- _INSTRUCTIONS FOR THE TASK_
Return only the lines of the listing below that run from the line with "#[derive(Debug, Clone)]" through the line with "let mut sessions", both ends included, exactly as written.

- _DATASET RECORDS_
--- --- ---

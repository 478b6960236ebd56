//! Lightweight path preview: densify keypoint pairs without committing to an fps.

use serde::{Deserialize, Serialize};

use crate::data::{Keypoint, PreviewPoint};
use crate::error::CameraError;
use crate::interp::functions::{lerp_f32, lerp_vec3};
use crate::sampling::prepare_keypoints;

pub const DEFAULT_PREVIEW_RESOLUTION: u32 = 30;
/// Hard ceiling on steps per segment.
pub const MAX_PREVIEW_RESOLUTION: u32 = 10_000;

/// Counts reported alongside a preview.
#[derive(Clone, Copy, Debug, Serialize, Deserialize, PartialEq, Eq)]
#[serde(rename_all = "camelCase")]
pub struct PreviewSummary {
    pub original_keypoints: usize,
    pub interpolated_points: usize,
    pub resolution: u32,
}

/// Emit `resolution + 1` points per consecutive keypoint pair.
/// Segment boundaries are emitted by both neighbouring segments.
pub fn preview(keypoints: &[Keypoint], resolution: u32) -> Result<Vec<PreviewPoint>, CameraError> {
    if resolution == 0 || resolution > MAX_PREVIEW_RESOLUTION {
        return Err(CameraError::invalid(format!(
            "Preview resolution must be within 1..={MAX_PREVIEW_RESOLUTION} (got {resolution})"
        )));
    }
    let sorted = prepare_keypoints(keypoints)?;

    let steps = resolution as usize;
    let mut points = Vec::with_capacity((sorted.len() - 1) * (steps + 1));
    for pair in sorted.windows(2) {
        let (a, b) = (&pair[0], &pair[1]);
        for j in 0..=steps {
            let t = j as f32 / resolution as f32;
            points.push(PreviewPoint {
                time: lerp_f32(a.time, b.time, t),
                position: lerp_vec3(a.position, b.position, t),
                target: lerp_vec3(a.target, b.target, t),
            });
        }
    }

    log::debug!(
        "preview: {} keypoints -> {} points at resolution {}",
        sorted.len(),
        points.len(),
        resolution
    );
    Ok(points)
}

pub fn preview_summary(keypoints: &[Keypoint], points: &[PreviewPoint], resolution: u32) -> PreviewSummary {
    PreviewSummary {
        original_keypoints: keypoints.len(),
        interpolated_points: points.len(),
        resolution,
    }
}
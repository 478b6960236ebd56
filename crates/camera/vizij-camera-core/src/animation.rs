//! The `Animation` aggregate returned to callers, plus export and resampling.

use serde::{Deserialize, Serialize};
use uuid::Uuid;

use crate::baking::{generate_frames, DEFAULT_FOV};
use crate::data::{CameraFrame, Keypoint};
use crate::error::CameraError;
use crate::interp::easing::{apply_easing, AnimationStyle, InterpolationLabel};
use crate::interp::functions::Vec3;
use crate::sampling::{prepare_keypoints, sample_pose, validate_keypoints};

#[derive(Clone, Debug, Serialize, Deserialize, PartialEq)]
pub struct AnimationSettings {
    pub fps: u32,
    /// Descriptive label derived from the style; positions are always blended linearly.
    #[serde(rename = "interpolation")]
    pub interpolation_label: InterpolationLabel,
    pub smoothing: bool,
}

#[derive(Clone, Debug, Serialize, Deserialize, PartialEq)]
#[serde(rename_all = "camelCase")]
pub struct AnimationMetadata {
    pub duration: f32,
    pub style: AnimationStyle,
    pub key_point_count: usize,
    pub frame_count: usize,
}

/// Camera animation: sorted keypoints and the frames sequenced from them.
#[derive(Clone, Debug, Serialize, Deserialize, PartialEq)]
#[serde(rename_all = "camelCase")]
pub struct Animation {
    pub id: Uuid,
    pub scene_id: String,
    pub metadata: AnimationMetadata,
    pub keypoints: Vec<Keypoint>,
    pub frames: Vec<CameraFrame>,
    pub settings: AnimationSettings,
}

/// Inputs for [`build_animation`]; defaults come from `EngineConfig`.
#[derive(Clone, Debug)]
pub struct AnimationParams<'a> {
    pub scene_id: &'a str,
    pub duration: f32,
    pub style: AnimationStyle,
    pub fps: u32,
    pub fov: f32,
    pub smoothing: bool,
}

/// Sort + validate keypoints, sequence frames, annotate smoothness, and wrap the result.
pub fn build_animation(
    keypoints: &[Keypoint],
    params: &AnimationParams<'_>,
) -> Result<Animation, CameraError> {
    let sorted = prepare_keypoints(keypoints)?;
    let mut frames = generate_frames(&sorted, params.duration, params.fps, params.fov)?;
    if params.smoothing {
        apply_easing(&mut frames, params.style);
    }

    log::info!(
        "created {} animation for scene '{}': {}s, {} keypoints, {} frames",
        params.style.name(),
        params.scene_id,
        params.duration,
        sorted.len(),
        frames.len()
    );

    Ok(Animation {
        id: Uuid::new_v4(),
        scene_id: params.scene_id.to_string(),
        metadata: AnimationMetadata {
            duration: params.duration,
            style: params.style,
            key_point_count: sorted.len(),
            frame_count: frames.len(),
        },
        keypoints: sorted,
        frames,
        settings: AnimationSettings {
            fps: params.fps,
            interpolation_label: params.style.interpolation_label(),
            smoothing: params.smoothing,
        },
    })
}

impl Animation {
    #[inline]
    pub fn duration(&self) -> f32 {
        self.metadata.duration
    }

    /// First keypoint strictly after `time`.
    pub fn next_keypoint(&self, time: f32) -> Option<&Keypoint> {
        self.keypoints.iter().find(|kp| kp.time > time)
    }

    /// Last keypoint strictly before `time`.
    pub fn previous_keypoint(&self, time: f32) -> Option<&Keypoint> {
        self.keypoints.iter().rev().find(|kp| kp.time < time)
    }

    /// Frame nearest to `time`, clamped to the animation range.
    pub fn frame_at(&self, time: f32) -> Option<&CameraFrame> {
        let n = self.frames.len();
        if n == 0 {
            return None;
        }
        if n == 1 || self.duration() <= 0.0 {
            return self.frames.first();
        }
        let progress = (time / self.duration()).clamp(0.0, 1.0);
        let index = (progress * (n - 1) as f32).round() as usize;
        self.frames.get(index.min(n - 1))
    }

    /// Interpolated (position, target) at an arbitrary playback time.
    /// Fails when the stored keypoints no longer form a segment (e.g. after editing
    /// or deserializing an animation).
    pub fn pose_at(&self, time: f32) -> Result<(Vec3, Vec3), CameraError> {
        validate_keypoints(&self.keypoints)?;
        if self.keypoints.windows(2).any(|w| w[1].time < w[0].time) {
            return Err(CameraError::invalid("Keypoints must be sorted by time"));
        }
        Ok(sample_pose(&self.keypoints, time))
    }

    /// Regenerate frames at a different rate from the stored keypoints.
    /// Id, scene and style are kept; frame count and settings.fps change.
    pub fn rebake(&self, fps: u32) -> Result<Animation, CameraError> {
        let fov = self.frames.first().map(|f| f.fov).unwrap_or(DEFAULT_FOV);
        let mut frames = generate_frames(&self.keypoints, self.duration(), fps, fov)?;
        if self.settings.smoothing {
            apply_easing(&mut frames, self.metadata.style);
        }
        let mut out = self.clone();
        out.metadata.frame_count = frames.len();
        out.frames = frames;
        out.settings.fps = fps;
        Ok(out)
    }
}

/// Export as serde_json::Value (stable schema for hosts and renderers).
pub fn export_animation_json(animation: &Animation) -> serde_json::Value {
    serde_json::to_value(animation).unwrap_or(serde_json::Value::Null)
}
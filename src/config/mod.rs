//! Configuration management for Pensum.

mod prompts;
mod settings;

pub use prompts::{AssistantPrompts, Prompts};
pub use settings::{
    EmbeddingSettings, GeneralSettings, PromptSettings, RagSettings, Settings,
    VectorStoreSettings,
};
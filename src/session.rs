//! Per-session conversation history.
//!
//! Each session keeps a bounded FIFO of completed exchanges (user question +
//! final answer). Intermediate tool turns are never persisted; the window is
//! rendered as plain text and injected into the system instructions of
//! later queries. History is immutable while a query is in flight; a new
//! exchange is folded in only after the query completes.

use std::collections::{HashMap, VecDeque};
use std::sync::RwLock;
use uuid::Uuid;

/// One completed question/answer pair.
#[derive(Debug, Clone)]
pub struct Exchange {
    pub question: String,
    pub answer: String,
}

/// Session store with a bounded history window per session.
pub struct SessionManager {
    sessions: RwLock<HashMap<String, VecDeque<Exchange>>>,
    max_history: usize,
}

impl SessionManager {
    /// Create a session manager keeping up to `max_history` exchanges per
    /// session.
    pub fn new(max_history: usize) -> Self {
        Self {
            sessions: RwLock::new(HashMap::new()),
            max_history,
        }
    }

    /// Create a new session and return its ID.
    pub fn create_session(&self) -> String {
        let id = Uuid::new_v4().to_string();
        self.sessions
            .write()
            .unwrap()
            .insert(id.clone(), VecDeque::new());
        id
    }

    /// Record a completed exchange, evicting the oldest beyond the window.
    /// Unknown session IDs are created on first use.
    pub fn add_exchange(&self, session_id: &str, question: &str, answer: &str) {
        let mut sessions = self.sessions.write().unwrap();
        let window = sessions.entry(session_id.to_string()).or_default();

        window.push_back(Exchange {
            question: question.to_string(),
            answer: answer.to_string(),
        });
        while window.len() > self.max_history {
            window.pop_front();
        }
    }

    /// Render a session's history as plain text, oldest exchange first.
    /// Returns `None` for unknown or empty sessions.
    pub fn history(&self, session_id: &str) -> Option<String> {
        let sessions = self.sessions.read().unwrap();
        let window = sessions.get(session_id)?;

        if window.is_empty() {
            return None;
        }

        Some(
            window
                .iter()
                .map(|e| format!("User: {}\nAssistant: {}", e.question, e.answer))
                .collect::<Vec<_>>()
                .join("\n"),
        )
    }

    /// Drop a session's history.
    pub fn clear(&self, session_id: &str) {
        self.sessions.write().unwrap().remove(session_id);
    }
}

#[cfg(test)]
mod tests {
    use super::*;

    #[test]
    fn test_history_rendering() {
        let sessions = SessionManager::new(2);
        let id = sessions.create_session();

        assert!(sessions.history(&id).is_none());

        sessions.add_exchange(&id, "What is testing?", "Verifying software behavior.");

        let history = sessions.history(&id).unwrap();
        assert_eq!(
            history,
            "User: What is testing?\nAssistant: Verifying software behavior."
        );
    }

    #[test]
    fn test_window_evicts_oldest_first() {
        let sessions = SessionManager::new(2);
        let id = sessions.create_session();

        sessions.add_exchange(&id, "q1", "a1");
        sessions.add_exchange(&id, "q2", "a2");
        sessions.add_exchange(&id, "q3", "a3");

        let history = sessions.history(&id).unwrap();
        assert!(!history.contains("q1"));
        assert!(history.contains("q2"));
        assert!(history.contains("q3"));
        // Oldest remaining exchange comes first.
        assert!(history.find("q2").unwrap() < history.find("q3").unwrap());
    }

    #[test]
    fn test_unknown_session_created_on_first_exchange() {
        let sessions = SessionManager::new(2);

        sessions.add_exchange("ad-hoc", "q", "a");
        assert!(sessions.history("ad-hoc").is_some());

        sessions.clear("ad-hoc");
        assert!(sessions.history("ad-hoc").is_none());
    }
}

--- --- ---

- _SOLUTION TO THIS PROBLEM_
#[derive(Debug, Clone)]
pub struct Exchange {
    pub question: String,
    pub answer: String,
}

/// Session store with a bounded history window per session.
pub struct SessionManager {
    sessions: RwLock<HashMap<String, VecDeque<Exchange>>>,
    max_history: usize,
}

impl SessionManager {
    /// Create a session manager keeping up to `max_history` exchanges per
    /// session.
    pub fn new(max_history: usize) -> Self {
        Self {
            sessions: RwLock::new(HashMap::new()),
            max_history,
        }
    }

    /// Create a new session and return its ID.
    pub fn create_session(&self) -> String {
        let id = Uuid::new_v4().to_string();
        self.sessions
            .write()
            .unwrap()
            .insert(id.clone(), VecDeque::new());
        id
    }

    /// Record a completed exchange, evicting the oldest beyond the window.
    /// Unknown session IDs are created on first use.
    pub fn add_exchange(&self, session_id: &str, question: &str, answer: &str) {
        let mut sessions = self.sessions.write().unwrap();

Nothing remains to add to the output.